Apple Pay keeps payments anonymous—so anonymous that retailers will lose some valuable information about shoppers: what they’re buying, what they’re returning, what they might be interested in next. It’s why customers who are paranoid about privacy love Apple Pay, but data-driven retail marketers can’t stand it. Even Apple-friendly brands like Starbucks have been hesitant to fully implement Apple Pay for this very reason. The Starbucks iOS app lets the coffee shop understand individual customers and offer them relevant promotions. A full-fledged Apple Pay solution would cut out the flow of customer data.
This is incorrect on a few different levels.
- This is no different than using a regular credit card!

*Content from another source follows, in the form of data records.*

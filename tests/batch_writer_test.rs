//! Integration tests for the batch persistence writer against the in-memory
//! backend.

use chrono::{NaiveDate, NaiveDateTime};
use lab_monitor::persistence::{
    persistence_queue, BatchPersistenceWriter, MemoryBackend, PersistenceItem, PersistenceSender,
    RecordKind, SqlValue,
};
use std::sync::Arc;
use std::time::Duration;
use tokio::sync::oneshot;

fn at(second: u32) -> NaiveDateTime {
    NaiveDate::from_ymd_opt(2025, 3, 1)
        .and_then(|d| d.and_hms_opt(12, 0, second))
        .expect("valid timestamp")
}

fn radon(second: u32) -> PersistenceItem {
    PersistenceItem::single(
        RecordKind::Radon,
        vec![at(second).into(), 12.5.into(), 1.25.into()],
    )
}

fn th_o2(second: u32) -> PersistenceItem {
    PersistenceItem::single(
        RecordKind::ThO2,
        vec![at(second).into(), 22.5.into(), 45.0.into(), 20.9.into()],
    )
}

fn voc(second: u32) -> PersistenceItem {
    PersistenceItem::single(
        RecordKind::Voc,
        vec![at(second).into(), 0.25.into(), 0u16.into(), "ppm".into()],
    )
}

fn writer(backend: &MemoryBackend) -> (PersistenceSender, BatchPersistenceWriter) {
    let (tx, rx) = persistence_queue();
    let writer = BatchPersistenceWriter::with_intervals(
        Arc::new(backend.clone()),
        rx,
        Duration::from_secs(60),
        Duration::from_secs(10),
    );
    (tx, writer)
}

#[tokio::test]
async fn failing_middle_group_commits_nothing() {
    let backend = MemoryBackend::new();
    let (tx, mut writer) = writer(&backend);
    writer.ensure_schema().await.unwrap();
    backend.fail_inserts_into("TH_O2_DATA");

    for second in 0..3 {
        assert!(tx.push(radon(second)));
        assert!(tx.push(th_o2(second)));
        assert!(tx.push(voc(second)));
    }

    let err = writer.flush().await.unwrap_err();
    assert!(err.to_string().contains("TH_O2_DATA"));
    assert_eq!(backend.row_count("RADON_DATA"), 0);
    assert_eq!(backend.row_count("TH_O2_DATA"), 0);
    assert_eq!(backend.row_count("VOC_DATA"), 0);
    assert_eq!(backend.commits(), 0);
    assert_eq!(backend.rollbacks(), 1);

    // The failed batch is gone; only new items are written next time.
    backend.clear_failures();
    assert!(tx.push(voc(10)));
    let report = writer.flush().await.unwrap();
    assert_eq!(report.items, 1);
    assert_eq!(backend.row_count("VOC_DATA"), 1);
    assert_eq!(backend.row_count("RADON_DATA"), 0);
}

#[tokio::test]
async fn duplicate_keys_are_ignored_but_pdu_rows_append() {
    let backend = MemoryBackend::new();
    let (tx, mut writer) = writer(&backend);
    writer.ensure_schema().await.unwrap();

    tx.push(radon(5));
    tx.push(radon(5));
    let pdu_rows: Vec<_> = (1..=8u16)
        .map(|port| {
            vec![
                SqlValue::from(at(5)),
                SqlValue::from(port),
                SqlValue::from(port % 2 == 1),
                SqlValue::from(10.0),
                SqlValue::from(45.0),
                SqlValue::from(100.0),
            ]
        })
        .collect();
    tx.push(PersistenceItem::batch(RecordKind::Pdu, pdu_rows.clone()));
    tx.push(PersistenceItem::batch(RecordKind::Pdu, pdu_rows));

    let report = writer.flush().await.unwrap();
    assert_eq!(report.items, 4);
    assert_eq!(report.rows, 18);
    assert_eq!(report.kinds, 2);
    assert_eq!(backend.row_count("RADON_DATA"), 1);
    assert_eq!(backend.row_count("PDU_DATA"), 16);
}

#[tokio::test]
async fn stop_flushes_remaining_items_and_closes_pool() {
    let backend = MemoryBackend::new();
    let (tx, writer) = writer(&backend);
    let (stop, stop_rx) = oneshot::channel();
    let task = tokio::spawn(writer.run(stop_rx));

    tx.push(voc(1));
    tx.push(voc(2));
    tokio::task::yield_now().await;
    stop.send(()).unwrap();

    let report = task.await.unwrap().unwrap();
    assert_eq!(report.items, 2);
    assert_eq!(backend.row_count("VOC_DATA"), 2);
    assert!(backend.is_closed());
}

#[tokio::test(start_paused = true)]
async fn schema_setup_is_retried_before_the_timer_starts() {
    let backend = MemoryBackend::new();
    backend.fail_next_ddl(2);
    let (tx, writer) = writer(&backend);
    let (stop, stop_rx) = oneshot::channel();
    let task = tokio::spawn(writer.run(stop_rx));

    tokio::time::sleep(Duration::from_secs(5)).await;
    assert!(backend.ddl_log().is_empty());

    tokio::time::sleep(Duration::from_secs(20)).await;
    assert!(backend
        .ddl_log()
        .iter()
        .any(|s| s.starts_with("CREATE TABLE IF NOT EXISTS PDU_DATA")));

    tx.push(radon(1));
    stop.send(()).unwrap();
    let report = task.await.unwrap().unwrap();
    assert_eq!(report.items, 1);
    assert_eq!(backend.row_count("RADON_DATA"), 1);
}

The merchant still gets my name, just as they would with a swiped credit card. If the merchant was storing and indexing data on my purchasing habits by referring to my credit card number (PAN), well, shame on them. But in reality, the DAN, for most people, won't change - so they can still track it. However, to say that a merchant will lose "valuable information" about what I am buying is crazy - they are still ringing up the sale, after all.
Further, nothing prevents a merchange from scanning a loyalty card that you might have. I scan my card at Walgreens when I shop there, and nothing is preventing Starbucks from converting their cards from payment cards into regular loyalty cards. Heck, that would make their static bar codes a lot safer as well.
The Coup de Grâce
Brett Molina, tech reporter for USA Today, says that the security of Apple Pay and CurrentC is "roughly the same" and speculates that the disabling of NFC by CVS and Rite Aid is to "get ready for the rollout" of CurrentC.
...Sorry, I can't comment. I'm too busy laughing.